There are multiple solutions for y, even if y has to be the same for all a_i, b_i pairs, as x can be any integer number. Therefore we have an upper limit k and y <= k. I want to have the highest y possible (if there is a solution). max(y).

In short: I want to know the highest integer y (if there exists one), with y <= k and the equation given. x >= 1.

I already have a "solution" that works in theory, but that is too slow:

struct part {
unsigned int size, rest;
};

int solve(vector<part> &partions, int minK, int stepSize, int k) {
    int sol = 0;

    for (int i = k; i >= minK; i -= stepSize) {
        bool works = true;
        for (int j = 0; j < static_cast<int>(partions.size()); j++) {
            if ((i - partions[j].rest) % partions[j].size != 0) {
                works = false;
                break;
            }
        }
        if (works) return i;
    }



    return -1;
}

Explanation: minK is max(a_i + b_i), as I thought that y = a_i *1 + b_i is the smallest possible solution for one equation, and as y is the same for all equations, the maximum one is the best lower bound.

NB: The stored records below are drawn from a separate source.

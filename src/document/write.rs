use std::fmt::Write as _;

use crate::animation::value::{Prop, Value, format_number};
use crate::document::geometry::bounding_box;
use crate::document::tree::{NodeId, NodeKind, SvgDocument};

const SVG_NS: &str = "http://www.w3.org/2000/svg";
const XLINK_NS: &str = "http://www.w3.org/1999/xlink";

/// Serialize the document with every animated value folded back into markup.
///
/// Animated presentation properties are written as inline `style` declarations, replacing both
/// the markup's declaration and its attribute of the same name. Translation and scale are
/// prepended to the element's own `transform`, with scale pivoting on the bounding-box centre.
pub fn to_svg_string(doc: &SvgDocument) -> String {
    let mut out = String::new();
    write_node(doc, doc.root(), true, &mut out);
    out
}

fn write_node(doc: &SvgDocument, id: NodeId, is_root: bool, out: &mut String) {
    let node = doc.node(id);
    let (tag, attrs) = match &node.kind {
        NodeKind::Text(t) => {
            escape_into(t, false, out);
            return;
        }
        NodeKind::Element { tag, attrs } => (tag, attrs),
    };

    out.push('<');
    out.push_str(tag);
    if is_root {
        let _ = write!(out, " xmlns=\"{SVG_NS}\"");
        if uses_xlink(doc) {
            let _ = write!(out, " xmlns:xlink=\"{XLINK_NS}\"");
        }
    }

    let overridden = |name: &str| {
        matches!(name, "transform" | "style")
            || node
                .props
                .keys()
                .any(|p| p.attr_name() == Some(name))
    };
    for (k, v) in attrs {
        if overridden(k) {
            continue;
        }
        write_attr(k, v, out);
    }
    if let Some(style) = compose_style(doc, id) {
        write_attr("style", &style, out);
    }
    if let Some(t) = compose_transform(doc, id) {
        write_attr("transform", &t, out);
    }

    if node.children.is_empty() {
        out.push_str("/>");
        return;
    }
    out.push('>');
    for c in &node.children {
        write_node(doc, *c, false, out);
    }
    let _ = write!(out, "</{tag}>");
}

/// Inline declarations with animated values merged over the markup's own.
fn compose_style(doc: &SvgDocument, id: NodeId) -> Option<String> {
    let node = doc.node(id);
    let animated: Vec<(&str, String)> = node
        .props
        .iter()
        .filter_map(|(p, v)| p.attr_name().map(|name| (name, v.to_string())))
        .collect();

    let mut decls: Vec<String> = doc
        .attr(id, "style")
        .map(|s| {
            simplecss::DeclarationTokenizer::from(s)
                .filter(|d| !animated.iter().any(|(name, _)| *name == d.name))
                .map(|d| {
                    if d.important {
                        format!("{}:{} !important", d.name, d.value)
                    } else {
                        format!("{}:{}", d.name, d.value)
                    }
                })
                .collect()
        })
        .unwrap_or_default();
    decls.extend(animated.iter().map(|(name, value)| format!("{name}:{value}")));
    (!decls.is_empty()).then(|| decls.join(";"))
}

fn compose_transform(doc: &SvgDocument, id: NodeId) -> Option<String> {
    let base = doc.attr(id, "transform").map(str::trim).filter(|s| !s.is_empty());
    let num = |p: Prop| doc.node(id).props.get(&p).and_then(Value::as_number);
    let (x, y, s) = (num(Prop::X), num(Prop::Y), num(Prop::Scale));

    let mut parts = Vec::new();
    let (tx, ty) = (x.unwrap_or(0.0), y.unwrap_or(0.0));
    if tx != 0.0 || ty != 0.0 {
        parts.push(format!(
            "translate({} {})",
            format_number(tx),
            format_number(ty)
        ));
    }
    if let Some(b) = base {
        parts.push(b.to_owned());
    }
    if let Some(s) = s.filter(|s| (*s - 1.0).abs() > 1e-9) {
        let c = bounding_box(doc, id).map(|r| r.center()).unwrap_or_default();
        parts.push(format!(
            "translate({} {}) scale({}) translate({} {})",
            format_number(c.x),
            format_number(c.y),
            format_number(s),
            format_number(-c.x),
            format_number(-c.y)
        ));
    }
    (!parts.is_empty()).then(|| parts.join(" "))
}

fn uses_xlink(doc: &SvgDocument) -> bool {
    doc.descendants(doc.root()).into_iter().any(|n| match &doc.node(n).kind {
        NodeKind::Element { attrs, .. } => attrs.iter().any(|(k, _)| k.starts_with("xlink:")),
        NodeKind::Text(_) => false,
    })
}

fn write_attr(name: &str, value: &str, out: &mut String) {
    let _ = write!(out, " {name}=\"");
    escape_into(value, true, out);
    out.push('"');
}

fn escape_into(s: &str, attr: bool, out: &mut String) {
    for ch in s.chars() {
        match ch {
            '&' => out.push_str("&amp;"),
            '<' => out.push_str("&lt;"),
            '>' => out.push_str("&gt;"),
            '"' if attr => out.push_str("&quot;"),
            c => out.push(c),
        }
    }
}

#[cfg(test)]
#[path = "../../tests/unit/document/write.rs"]
mod tests;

stepSize is not 1 (in order to make the program faster), but max(a_i), as I thought, that as max(a_i) has to fit in y and y = a_i * x + b_i, therefore as x are integer values, the stepSize is a_i, and max(a_i) the best one, because that decreases the number of loop runs.

I now try out all y's from k to minK with stepSize and test for all pairs a_i and b_i, if they fulfill the equation. If one of them fails, I have to go on until I either find a solution or none (-1).

Unfortunately that algorithm is too slow (as a_i and b_i can go up to 10^12) and I can't think of any more optimizations. I already searched the internet for number theory and arithmetic's, but couldn't find any similar thing.

Can you help me to make this code faster or hint me to some sites, where this problem is handled?

Answer 1

You can satisfy for one i at a time while preserving all the ones already satisfied: step is the LCM of all the a[i] already satisfied (initially 1). y is the minimum value satisfying all the ones you did already. The key concept is that any Y satisfying all i must satisfy all the ones you already did, so it must be Y=y+n*step. So for each i you can directly compute the smallest n (if any) for which y+n*step mod a[i] equals b[i] and set y=y+n*step and step=lcm(step,a[i]). If there is no such n or if the new y is greater than k, then abort. Once you get through all i, you have the smallest y, but you wanted the largest y less than k, which is a trivial final adjustment since they differ by a multiple of step.